FICTION DAILY RETURNS ON TUESDAY!

April 16th, 2009

TECH THURSDAY RETURNS NEXT WEEK!

Showers

April 15th, 2009

A quick post this morning before leaving for an out of town meeting. The spring rains have continued and it’s so good to see them after last summer’s drought. The grass will take some work, however, as the plush centipede has been overrun by clover, chickweed and dandelions that took hold once the grass was weak. Not to mention the other clover that seems to be everywhere else … along with other green things that are crawling all over my gardens and backyard like something from a science fiction film.

This weekend I hope to take a day or so to get outside and work in the dirt, pulling up the unwanteds and giving my flowers room to grow, multiply and seed. The Chinese forget-me-nots are about to peak and their seeds need places to land; likewise, the daylilies will need clear beds to shine when they start opening.

So the rain is a gift, like the flowers and even the weeds it brings.

In Passing

April 14th, 2009

Grief and loss

A subdued FD today, looking at the unstoppable current of life that sustains itself, but into which we perish. While spring erupts around us, there is an inescapable sadness this season underlying all the color and joy.

I first became aware of it in college when I was working on the undergraduate literary review, Cellar Door. As we read over the stories for the spring edition, I was amazed at their somber tone.

Fall brings love, spring brings death, the editor said to me.

She was right.

T.S. Eliot’s remarkable poem “The Waste Land” begins with that famous line, April is the cruelest month ….

Thinking myself to sleep last night, I was reminded of words of the Buddha, who said, Every thing that is created will die. It is an inevitable aspect of life that it ends, and yet why are we so devastated when it happens?

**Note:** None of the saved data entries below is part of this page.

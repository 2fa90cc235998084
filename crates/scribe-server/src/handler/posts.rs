//! Blog post handlers.

use axum::Router;
use axum::extract::State;
use axum::http::StatusCode;
use axum::routing::get;

use crate::extract::{Json, Path, Query, ValidateJson};
use crate::handler::Result;
use crate::handler::request::{CreatePost, Pagination, PostPathParams, UpdatePost};
use crate::handler::response::{PostDeleted, PostEnvelope, Posts};
use crate::service::{PostService, ServiceState};

/// Tracing target for post operations.
const TRACING_TARGET: &str = "scribe_server::handler::posts";

/// Lists posts, newest first.
#[tracing::instrument(skip_all)]
async fn list_posts(
    State(post_service): State<PostService>,
    Query(pagination): Query<Pagination>,
) -> Result<(StatusCode, Json<Posts>)> {
    let posts = post_service.list(pagination.into()).await?;

    tracing::debug!(target: TRACING_TARGET, post_count = posts.len(), "posts listed");
    Ok((StatusCode::OK, Json(Posts::from_models(posts))))
}

/// Creates a post.
#[tracing::instrument(skip_all)]
async fn create_post(
    State(post_service): State<PostService>,
    ValidateJson(request): ValidateJson<CreatePost>,
) -> Result<(StatusCode, Json<PostEnvelope>)> {
    let post = post_service.create(&request.title, &request.content).await?;
    Ok((StatusCode::CREATED, Json(PostEnvelope::from_model(post))))
}

/// Returns a single post.
#[tracing::instrument(skip_all, fields(post_id = %path_params.post_id))]
async fn read_post(
    State(post_service): State<PostService>,
    Path(path_params): Path<PostPathParams>,
) -> Result<(StatusCode, Json<PostEnvelope>)> {
    let post = post_service.get(path_params.post_id).await?;
    Ok((StatusCode::OK, Json(PostEnvelope::from_model(post))))
}

/// Updates the title and/or content of a post.
#[tracing::instrument(skip_all, fields(post_id = %path_params.post_id))]
async fn update_post(
    State(post_service): State<PostService>,
    Path(path_params): Path<PostPathParams>,
    ValidateJson(request): ValidateJson<UpdatePost>,
) -> Result<(StatusCode, Json<PostEnvelope>)> {
    let post = post_service
        .update(path_params.post_id, request.into_model())
        .await?;

    Ok((StatusCode::OK, Json(PostEnvelope::from_model(post))))
}

/// Deletes a post.
#[tracing::instrument(skip_all, fields(post_id = %path_params.post_id))]
async fn delete_post(
    State(post_service): State<PostService>,
    Path(path_params): Path<PostPathParams>,
) -> Result<(StatusCode, Json<PostDeleted>)> {
    post_service.delete(path_params.post_id).await?;
    Ok((StatusCode::OK, Json(PostDeleted::default())))
}

pub fn routes() -> Router<ServiceState> {
    Router::new()
        .route("/posts", get(list_posts).post(create_post))
        .route(
            "/posts/{postId}",
            get(read_post).put(update_post).delete(delete_post),
        )
}

#[cfg(test)]
mod tests {
    use serde_json::json;
    use uuid::Uuid;

    use super::*;
    use crate::handler::test::{create_test_server_with_state, create_test_state, issue_token};
    use crate::middleware::RouterAuthExt;

    async fn create_server() -> anyhow::Result<(axum_test::TestServer, String)> {
        let state = create_test_state()?;
        let token = issue_token(&state, "alice")?;
        let router = routes().with_authentication(state.clone());
        let server = create_test_server_with_state(router, state).await?;
        Ok((server, token))
    }

    #[tokio::test]
    async fn post_crud_round_trip() -> anyhow::Result<()> {
        let (server, token) = create_server().await?;

        let response = server
            .post("/posts")
            .authorization_bearer(&token)
            .json(&json!({"title": "Hello", "content": "First post"}))
            .await;
        response.assert_status(StatusCode::CREATED);
        let created = response.json::<PostEnvelope>().post;
        assert_eq!(created.title, "Hello");

        let path = format!("/posts/{}", created.id);

        let response = server.get(&path).authorization_bearer(&token).await;
        response.assert_status_ok();
        assert_eq!(response.json::<PostEnvelope>().post.content, "First post");

        let response = server
            .put(&path)
            .authorization_bearer(&token)
            .json(&json!({"title": "Hello again"}))
            .await;
        response.assert_status_ok();
        let updated = response.json::<PostEnvelope>().post;
        assert_eq!(updated.title, "Hello again");
        assert_eq!(updated.content, "First post");

        let response = server.get("/posts").authorization_bearer(&token).await;
        response.assert_status_ok();
        assert_eq!(response.json::<Posts>().posts.len(), 1);

        let response = server.delete(&path).authorization_bearer(&token).await;
        response.assert_status_ok();
        let body: serde_json::Value = response.json();
        assert_eq!(body["message"], "Post deleted successfully");

        let response = server.get(&path).authorization_bearer(&token).await;
        response.assert_status_not_found();
        Ok(())
    }

    #[tokio::test]
    async fn posts_are_listed_newest_first() -> anyhow::Result<()> {
        let (server, token) = create_server().await?;

        for title in ["first", "second"] {
            server
                .post("/posts")
                .authorization_bearer(&token)
                .json(&json!({"title": title, "content": "body"}))
                .await
                .assert_status(StatusCode::CREATED);
        }

        let response = server.get("/posts").authorization_bearer(&token).await;
        let titles: Vec<String> = response
            .json::<Posts>()
            .posts
            .into_iter()
            .map(|post| post.title)
            .collect();
        assert_eq!(titles, ["second", "first"]);
        Ok(())
    }

    #[tokio::test]
    async fn invalid_post_id_is_bad_request() -> anyhow::Result<()> {
        let (server, token) = create_server().await?;

        let response = server.get("/posts/not-a-uuid").authorization_bearer(&token).await;
        response.assert_status_bad_request();

        let body: serde_json::Value = response.json();
        assert_eq!(body["name"], "bad_request");
        Ok(())
    }

    #[tokio::test]
    async fn missing_post_is_not_found() -> anyhow::Result<()> {
        let (server, token) = create_server().await?;
        let path = format!("/posts/{}", Uuid::now_v7());

        server
            .get(&path)
            .authorization_bearer(&token)
            .await
            .assert_status_not_found();
        server
            .put(&path)
            .authorization_bearer(&token)
            .json(&json!({"content": "new"}))
            .await
            .assert_status_not_found();
        server
            .delete(&path)
            .authorization_bearer(&token)
            .await
            .assert_status_not_found();
        Ok(())
    }

    #[tokio::test]
    async fn invalid_post_body_is_bad_request() -> anyhow::Result<()> {
        let (server, token) = create_server().await?;

        let response = server
            .post("/posts")
            .authorization_bearer(&token)
            .json(&json!({"title": "", "content": "body"}))
            .await;
        response.assert_status_bad_request();

        let response = server
            .post("/posts")
            .authorization_bearer(&token)
            .json(&json!({"title": "only a title"}))
            .await;
        response.assert_status_bad_request();
        Ok(())
    }

    #[tokio::test]
    async fn posts_require_authentication() -> anyhow::Result<()> {
        let (server, _) = create_server().await?;

        server.get("/posts").await.assert_status_unauthorized();
        server
            .post("/posts")
            .json(&json!({"title": "t", "content": "c"}))
            .await
            .assert_status_unauthorized();
        Ok(())
    }
}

I lost an uncle earlier this week, and yesterday found myself undone by it. I spent the afternoon trying to make sense of it all. The large body of experiences, drives and energy we call “family” affects us from the time we take our first breath and for good or bad, is the dominant influence on our lives.

We can fight against it, or embrace it, but it is part and parcel of who we are.

So when my uncle died, he took with him all those years and experiences — the framework on which so much of my childhood was built. He was always part of our large family get-togethers at my grandmother’s house, where he would regale us with stories of ghosts that crept in under the door and would rob you of your brain; or of the country “witch” named “Sis Combs” whose toenails were so long she clicked across the floor like a cat.

He passed Easter morning, and though in later years we sometimes found ourselves on opposite sites of many issues, he was nevertheless my flesh and blood, my tribe, my family.

If there are any lessons in loss, I don’t know them yet. I still struggle to find meaning in any given day, being a person who’s always worried so much about obligations I’ve sometimes lost sight of people. Yet if there is one thing that I believe, it’s that every moment is precious, and must be lived carefully and with intention and honesty.

So today unfolds before me covered by the gray veil, with a sun out there somewhere.